Heber H. Booth, date unknown

His patriotic efforts can be seen in 'Australia, our own' (third of five verses):
Ne'er before the world has seen,
Australia, Beloved!
Such a young and untried Queen,
Australia, Our Own,
Trusted with such ample sway
As is yours to wield always,
Through the blinding lightnings play
Round your ocean circled throne, Australia—
As we list to your bugles blown.

Several of Booth's poems were included in Louis Lataver's collection of the best Australian sonnets. After what became his only published anthology, Booth produced some more patriotic and other verses.

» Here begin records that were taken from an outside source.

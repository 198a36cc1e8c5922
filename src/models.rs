//! Ledger data model
//!
//! Accounts own an append-only sequence of entries. Withdrawal entries carry
//! a settlement record tracking the external token transfer.

use std::fmt;
use std::str::FromStr;

use chrono::{DateTime, Utc};
use serde::de::{MapAccess, Visitor};
use serde::ser::SerializeMap;
use serde::{Deserialize, Deserializer, Serialize, Serializer};

use crate::error::LedgerError;

/// Kind of balance-affecting event
#[derive(Debug, Clone, Copy, PartialEq, Eq, Hash, Serialize, Deserialize)]
#[serde(rename_all = "snake_case")]
pub enum EntryKind {
    Signup,
    Upload,
    Review,
    Verification,
    Withdrawal,
    ManualAdjustment,
}

impl EntryKind {
    pub fn as_str(&self) -> &'static str {
        match self {
            EntryKind::Signup => "signup",
            EntryKind::Upload => "upload",
            EntryKind::Review => "review",
            EntryKind::Verification => "verification",
            EntryKind::Withdrawal => "withdrawal",
            EntryKind::ManualAdjustment => "manual_adjustment",
        }
    }
}

impl fmt::Display for EntryKind {
    fn fmt(&self, f: &mut fmt::Formatter<'_>) -> fmt::Result {
        f.write_str(self.as_str())
    }
}

impl FromStr for EntryKind {
    type Err = LedgerError;

    fn from_str(s: &str) -> Result<Self, Self::Err> {
        match s {
            "signup" => Ok(EntryKind::Signup),
            "upload" => Ok(EntryKind::Upload),
            "review" => Ok(EntryKind::Review),
            "verification" => Ok(EntryKind::Verification),
            "withdrawal" => Ok(EntryKind::Withdrawal),
            "manual_adjustment" => Ok(EntryKind::ManualAdjustment),
            other => Err(LedgerError::Storage(format!("Unknown entry kind: {}", other))),
        }
    }
}

/// Soft account state. Accounts are never deleted.
#[derive(Debug, Clone, Copy, PartialEq, Eq, Serialize, Deserialize, Default)]
#[serde(rename_all = "snake_case")]
pub enum AccountStatus {
    #[default]
    Active,
    /// May still receive credits and reversals, but cannot withdraw
    Suspended,
}

impl AccountStatus {
    pub fn as_str(&self) -> &'static str {
        match self {
            AccountStatus::Active => "active",
            AccountStatus::Suspended => "suspended",
        }
    }
}

impl FromStr for AccountStatus {
    type Err = LedgerError;

    fn from_str(s: &str) -> Result<Self, Self::Err> {
        match s {
            "active" => Ok(AccountStatus::Active),
            "suspended" => Ok(AccountStatus::Suspended),
            other => Err(LedgerError::InvalidInput(format!(
                "Unknown account status: {}",
                other
            ))),
        }
    }
}

/// A participant with a points balance
#[derive(Debug, Clone, Serialize, Deserialize, PartialEq)]
#[serde(rename_all = "camelCase")]
pub struct Account {
    pub account_id: String,
    /// Materialized fold of every entry delta for this account
    pub balance: i64,
    pub external_address: Option<String>,
    pub status: AccountStatus,
    /// Sequence number of the most recent entry (0 when none)
    pub last_seq: u64,
    pub created_at: DateTime<Utc>,
    pub updated_at: DateTime<Utc>,
}

/// Ordered sub-reason -> sub-amount mapping. Serializes as a JSON object
/// with keys in insertion order.
#[derive(Debug, Clone, Default, PartialEq, Eq)]
pub struct Breakdown(Vec<(String, i64)>);

impl Breakdown {
    pub fn new() -> Self {
        Self(Vec::new())
    }

    pub fn single(key: impl Into<String>, amount: i64) -> Self {
        let mut b = Self::new();
        b.push(key, amount);
        b
    }

    pub fn push(&mut self, key: impl Into<String>, amount: i64) {
        self.0.push((key.into(), amount));
    }

    pub fn get(&self, key: &str) -> Option<i64> {
        self.0.iter().find(|(k, _)| k == key).map(|(_, v)| *v)
    }

    pub fn contains(&self, key: &str) -> bool {
        self.get(key).is_some()
    }

    pub fn keys(&self) -> impl Iterator<Item = &str> {
        self.0.iter().map(|(k, _)| k.as_str())
    }

    pub fn len(&self) -> usize {
        self.0.len()
    }

    pub fn is_empty(&self) -> bool {
        self.0.is_empty()
    }

    /// Sum of all sub-amounts, `None` on overflow
    pub fn total(&self) -> Option<i64> {
        self.0.iter().try_fold(0i64, |acc, (_, v)| acc.checked_add(*v))
    }
}

impl Serialize for Breakdown {
    fn serialize<S: Serializer>(&self, serializer: S) -> Result<S::Ok, S::Error> {
        let mut map = serializer.serialize_map(Some(self.0.len()))?;
        for (k, v) in &self.0 {
            map.serialize_entry(k, v)?;
        }
        map.end()
    }
}

impl<'de> Deserialize<'de> for Breakdown {
    fn deserialize<D: Deserializer<'de>>(deserializer: D) -> Result<Self, D::Error> {
        struct BreakdownVisitor;

        impl<'de> Visitor<'de> for BreakdownVisitor {
            type Value = Breakdown;

            fn expecting(&self, f: &mut fmt::Formatter) -> fmt::Result {
                f.write_str("a map of reason to signed amount")
            }

            fn visit_map<M: MapAccess<'de>>(self, mut access: M) -> Result<Breakdown, M::Error> {
                let mut items = Vec::with_capacity(access.size_hint().unwrap_or(0));
                while let Some((k, v)) = access.next_entry::<String, i64>()? {
                    items.push((k, v));
                }
                Ok(Breakdown(items))
            }
        }

        deserializer.deserialize_map(BreakdownVisitor)
    }
}

/// Lifecycle of the external transfer behind a withdrawal
#[derive(Debug, Clone, Copy, PartialEq, Eq, Serialize, Deserialize)]
#[serde(rename_all = "snake_case")]
pub enum SettlementState {
    Pending,
    InFlight,
    Succeeded,
    FailedRetryable,
    FailedTerminal,
}

impl SettlementState {
    pub fn as_str(&self) -> &'static str {
        match self {
            SettlementState::Pending => "pending",
            SettlementState::InFlight => "in_flight",
            SettlementState::Succeeded => "succeeded",
            SettlementState::FailedRetryable => "failed_retryable",
            SettlementState::FailedTerminal => "failed_terminal",
        }
    }

    pub fn is_terminal(&self) -> bool {
        matches!(self, SettlementState::Succeeded | SettlementState::FailedTerminal)
    }

    /// Allowed edges of the settlement state machine. `InFlight -> Pending`
    /// releases a claim whose outcome is not yet known.
    pub fn can_transition_to(&self, next: SettlementState) -> bool {
        use SettlementState::*;
        match (self, next) {
            (Pending, InFlight) | (FailedRetryable, InFlight) => true,
            (InFlight, Succeeded)
            | (InFlight, FailedRetryable)
            | (InFlight, FailedTerminal)
            | (InFlight, Pending) => true,
            _ => false,
        }
    }
}

impl fmt::Display for SettlementState {
    fn fmt(&self, f: &mut fmt::Formatter<'_>) -> fmt::Result {
        f.write_str(self.as_str())
    }
}

impl FromStr for SettlementState {
    type Err = LedgerError;

    fn from_str(s: &str) -> Result<Self, Self::Err> {
        match s {
            "pending" => Ok(SettlementState::Pending),
            "in_flight" => Ok(SettlementState::InFlight),
            "succeeded" => Ok(SettlementState::Succeeded),
            "failed_retryable" => Ok(SettlementState::FailedRetryable),
            "failed_terminal" => Ok(SettlementState::FailedTerminal),
            other => Err(LedgerError::Storage(format!(
                "Unknown settlement state: {}",
                other
            ))),
        }
    }
}

/// External transfer tracking for a withdrawal entry
#[derive(Debug, Clone, Serialize, Deserialize, PartialEq)]
#[serde(rename_all = "camelCase")]
pub struct SettlementRecord {
    pub entry_id: String,
    /// Destination address snapshotted when the withdrawal was appended
    pub destination: String,
    /// Points to transfer (positive)
    pub amount: i64,
    pub state: SettlementState,
    pub attempts: u32,
    pub external_tx_ref: Option<String>,
    pub last_error: Option<String>,
    /// A transfer may have been issued whose result was never recorded
    pub transfer_issued: bool,
    /// Unix millis before which the record is not reclaimable
    pub next_attempt_at: i64,
    pub lease_owner: Option<String>,
    pub lease_expires_at: Option<i64>,
    pub updated_at: DateTime<Utc>,
}

/// One immutable, append-only record of a balance-affecting event
#[derive(Debug, Clone, Serialize, Deserialize, PartialEq)]
#[serde(rename_all = "camelCase")]
pub struct LedgerEntry {
    pub entry_id: String,
    pub account_id: String,
    /// Per-account monotonic sequence, starting at 1
    pub seq: u64,
    pub kind: EntryKind,
    pub delta: i64,
    pub breakdown: Breakdown,
    pub reference_id: Option<String>,
    pub settlement: Option<SettlementRecord>,
    pub created_at: DateTime<Utc>,
}

/// A reported event with its validated, per-kind input shape
#[derive(Debug, Clone, PartialEq, Serialize, Deserialize)]
#[serde(tag = "kind", rename_all = "snake_case", deny_unknown_fields)]
pub enum RewardEvent {
    Signup,
    Upload {
        #[serde(rename = "qualityScore")]
        quality_score: i64,
        #[serde(rename = "rowCount")]
        row_count: i64,
        #[serde(rename = "isFirstUpload", default)]
        is_first_upload: bool,
    },
    Review,
    Verification,
    Withdrawal {
        amount: i64,
    },
    ManualAdjustment {
        delta: i64,
        reason: String,
    },
}

impl RewardEvent {
    pub fn kind(&self) -> EntryKind {
        match self {
            RewardEvent::Signup => EntryKind::Signup,
            RewardEvent::Upload { .. } => EntryKind::Upload,
            RewardEvent::Review => EntryKind::Review,
            RewardEvent::Verification => EntryKind::Verification,
            RewardEvent::Withdrawal { .. } => EntryKind::Withdrawal,
            RewardEvent::ManualAdjustment { .. } => EntryKind::ManualAdjustment,
        }
    }
}

/// Result of `append_entry`. A duplicate is the previously persisted entry,
/// returned without applying a second delta.
#[derive(Debug, Clone, Serialize)]
#[serde(rename_all = "camelCase")]
pub struct AppendOutcome {
    pub entry: LedgerEntry,
    pub duplicate: bool,
}

/// An exclusive, time-bounded right to drive one settlement record
#[derive(Debug, Clone)]
pub struct SettlementClaim {
    pub account_id: String,
    pub record: SettlementRecord,
    pub worker_id: String,
    /// Fencing token; every write-back must present it
    pub lease_token: String,
}

impl SettlementClaim {
    pub fn entry_id(&self) -> &str {
        &self.record.entry_id
    }
}

/// A write-back driven by the reconciler. Attempts are counted when a
/// transfer is issued, not here.
#[derive(Debug, Clone, PartialEq)]
pub enum SettlementUpdate {
    Succeeded {
        external_tx_ref: String,
    },
    /// Failed attempt, claimable again after `next_attempt_at`.
    /// `clear_transfer` forgets the issued transfer and its reference; it is
    /// false when the outcome of the attempt is still unknown.
    Retry {
        error: String,
        next_attempt_at: i64,
        clear_transfer: bool,
    },
    /// Hand the record back unchanged, e.g. while awaiting confirmation
    Release {
        note: Option<String>,
        next_attempt_at: i64,
    },
    /// Permanently failed; a compensating entry restores the amount
    FailedTerminal {
        error: String,
    },
}

impl SettlementUpdate {
    pub fn target_state(&self) -> SettlementState {
        match self {
            SettlementUpdate::Succeeded { .. } => SettlementState::Succeeded,
            SettlementUpdate::Retry { .. } => SettlementState::FailedRetryable,
            SettlementUpdate::Release { .. } => SettlementState::Pending,
            SettlementUpdate::FailedTerminal { .. } => SettlementState::FailedTerminal,
        }
    }
}

/// Materialized balance compared with the fold of entries
#[derive(Debug, Clone, Serialize, PartialEq, Eq)]
#[serde(rename_all = "camelCase")]
pub struct BalanceAudit {
    pub account_id: String,
    pub materialized: i64,
    pub folded: i64,
    pub entry_count: u64,
}

impl BalanceAudit {
    pub fn is_consistent(&self) -> bool {
        self.materialized == self.folded
    }
}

Reflecting his posting at the North Queensland sugar cane town, he wrote in 1913 (last two verses):
The scrubs were upriven, the plains were part cleared,
And soon happy homes o'er the landscape appeared,
While the serpentine river—a miniature Nile,
Saw the township of Proserpine born with a smile.

So Proserpine grows, scarce three leagues from the sea,
And twines round all hearts, for her welcome is free;
And the three thousand souls who no further would roam,
To thirty shall swell, who will love her as—"Home."

It was suggested that this type of 'conventional Australian verse... will probably win the wider public'.